True or false: women suffer from vision problems more than men. If you guessed true, you are correct. In fact, worldwide, two-thirds of those who are blind or visually impaired are women. As part of Women’s Eye Health and Safety Month, we’ve compiled important tips to raise awareness and help women protect their eyes.


No matter the time of year, protecting your eyes from UV exposure is imperative. Taking the proper precaution and wearing the right kind of sunglasses is essential for minimizing your risks of UV overexposure. When purchasing sunglasses, be sure to find a pair that blocks out 99 to 100% of UV-A and UV-B radiation, reduce glare and are oversized for extra protection.

Eat a Healthy Diet

The food you eat can be immensely helpful in being proactive towards healthy vision. A healthy diet can even reduce the risk of serious eye diseases like age-related macular degeneration and cataracts.
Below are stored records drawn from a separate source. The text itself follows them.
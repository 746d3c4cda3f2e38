/// Data source access
///
/// This module handles:
/// - Locating the project document (local file or http(s) URL)
/// - Resolving image references against the document's location
/// - Fetching the document and image bytes
/// - Generating thumbnails from image bytes

pub mod assets;
pub mod fetch;
pub mod thumbnail;

use std::fmt;
use std::path::{Path, PathBuf};
use std::sync::OnceLock;

use reqwest::{StatusCode, Url};

use crate::error::AssetError;

/// Default document name, looked up in the working directory
pub const DEFAULT_SOURCE: &str = "projects.json";

const USER_AGENT: &str = concat!("folio/", env!("CARGO_PKG_VERSION"));

/// Where the project document lives
#[derive(Debug, Clone, PartialEq, Eq)]
pub enum DataSource {
    Local(PathBuf),
    Remote(Url),
}

/// Where one image lives, after resolution
#[derive(Debug, Clone, PartialEq, Eq)]
pub enum ImageLocation {
    Local(PathBuf),
    Remote(Url),
}

impl DataSource {
    /// Interpret a CLI/config value: http(s) URLs are remote, anything else
    /// is a path
    pub fn parse(value: &str) -> Self {
        match remote_url(value) {
            Some(url) => DataSource::Remote(url),
            None => DataSource::Local(PathBuf::from(value)),
        }
    }

    /// Resolve an image reference the way a browser resolves a relative
    /// URL against the page it appears on
    pub fn resolve(&self, reference: &str) -> Result<ImageLocation, AssetError> {
        if let Some(url) = remote_url(reference) {
            return Ok(ImageLocation::Remote(url));
        }

        match self {
            DataSource::Remote(base) => base
                .join(reference)
                .map(ImageLocation::Remote)
                .map_err(|_| AssetError::InvalidReference {
                    reference: reference.to_string(),
                }),
            DataSource::Local(document) => {
                let path = Path::new(reference);
                if path.is_absolute() {
                    return Ok(ImageLocation::Local(path.to_path_buf()));
                }
                let dir = document.parent().unwrap_or_else(|| Path::new(""));
                Ok(ImageLocation::Local(dir.join(path)))
            }
        }
    }
}

impl Default for DataSource {
    fn default() -> Self {
        DataSource::Local(PathBuf::from(DEFAULT_SOURCE))
    }
}

impl fmt::Display for DataSource {
    fn fmt(&self, f: &mut fmt::Formatter<'_>) -> fmt::Result {
        match self {
            DataSource::Local(path) => write!(f, "{}", path.display()),
            DataSource::Remote(url) => write!(f, "{url}"),
        }
    }
}

fn remote_url(value: &str) -> Option<Url> {
    let url = Url::parse(value).ok()?;
    matches!(url.scheme(), "http" | "https").then_some(url)
}

/// Outcome of a failed HTTP GET, mapped by callers into their own errors
#[derive(Debug)]
pub(crate) enum HttpFailure {
    Request(reqwest::Error),
    Status(StatusCode),
}

/// Client shared by every request so connections are pooled across the
/// document and all its images. Built on first use; a failed build is
/// retried by the next request.
fn client() -> Result<&'static reqwest::Client, reqwest::Error> {
    static CLIENT: OnceLock<reqwest::Client> = OnceLock::new();

    if let Some(client) = CLIENT.get() {
        return Ok(client);
    }
    let client = reqwest::Client::builder().user_agent(USER_AGENT).build()?;
    Ok(CLIENT.get_or_init(|| client))
}

/// GET a URL and return the body, treating non-2xx answers as failures
pub(crate) async fn http_get(url: &Url) -> Result<Vec<u8>, HttpFailure> {
    let client = client().map_err(HttpFailure::Request)?;

    let response = client
        .get(url.clone())
        .send()
        .await
        .map_err(HttpFailure::Request)?;

    if !response.status().is_success() {
        return Err(HttpFailure::Status(response.status()));
    }

    let body = response.bytes().await.map_err(HttpFailure::Request)?;
    Ok(body.to_vec())
}

#[cfg(test)]
mod tests {
    use super::*;

    #[test]
    fn test_requests_share_one_client() {
        let first = client().unwrap();
        let second = client().unwrap();
        assert!(std::ptr::eq(first, second));
    }

    #[test]
    fn test_parse_distinguishes_urls_from_paths() {
        assert!(matches!(
            DataSource::parse("https://example.com/projects.json"),
            DataSource::Remote(_)
        ));
        assert_eq!(
            DataSource::parse("site/projects.json"),
            DataSource::Local(PathBuf::from("site/projects.json"))
        );
        // Only http(s) counts as remote
        assert!(matches!(
            DataSource::parse("ftp://example.com/projects.json"),
            DataSource::Local(_)
        ));
    }

    #[test]
    fn test_local_references_resolve_next_to_document() {
        let source = DataSource::parse("site/projects.json");
        assert_eq!(
            source.resolve("img/a.png").unwrap(),
            ImageLocation::Local(PathBuf::from("site/img/a.png"))
        );

        let bare = DataSource::default();
        assert_eq!(
            bare.resolve("a.png").unwrap(),
            ImageLocation::Local(PathBuf::from("a.png"))
        );
    }

    #[test]
    fn test_remote_references_join_base_url() {
        let source = DataSource::parse("https://example.com/portfolio/projects.json");
        assert_eq!(
            source.resolve("img/a.png").unwrap(),
            ImageLocation::Remote(Url::parse("https://example.com/portfolio/img/a.png").unwrap())
        );
        assert_eq!(
            source.resolve("/b.png").unwrap(),
            ImageLocation::Remote(Url::parse("https://example.com/b.png").unwrap())
        );
    }

    #[test]
    fn test_absolute_urls_are_kept() {
        let source = DataSource::default();
        assert_eq!(
            source.resolve("https://cdn.example.com/c.png").unwrap(),
            ImageLocation::Remote(Url::parse("https://cdn.example.com/c.png").unwrap())
        );
    }
}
The American Optometric Association specifically recommends incorporating the following vitamins and nutrients:

  • Lutein & Zeaxanthin
  • Vitamin C
  • Vitamin E
  • Essential fatty acids
  • Zinc

Replace Your Eye Makeup

It can be easy to forget to throw away old makeup and clean your tools on a regular basis. But, neglecting to do so can be a serious threat to your vision health. Simple tips to keep in mind are replacing your eye makeup every three months and cleaning your brushes and eyelash curler with mild soap every week. Lastly, to avoid bacterial growth, store your makeup in a dry place at room temperature.

Schedule Regular Eye Exams

Many eye conditions occur simply due to age. To maintain your vision health and detect any symptoms or conditions early on, it’s crucial to have routine, comprehensive eye exams. Eye exams can also help detect other medical conditions that aren’t just eye-related, such as diabetes and heart disease.

The information contained above is intended to be educational in nature, does not constitute medical advice, and should not be relied on as a substitute for actual professional medical advice, care or treatment. If you have any vision, dental or other health related concerns, VBA encourages you to immediately contact your optometrist/ophthalmologist, dentist/orthodontist or any other competent, licensed, medical professional.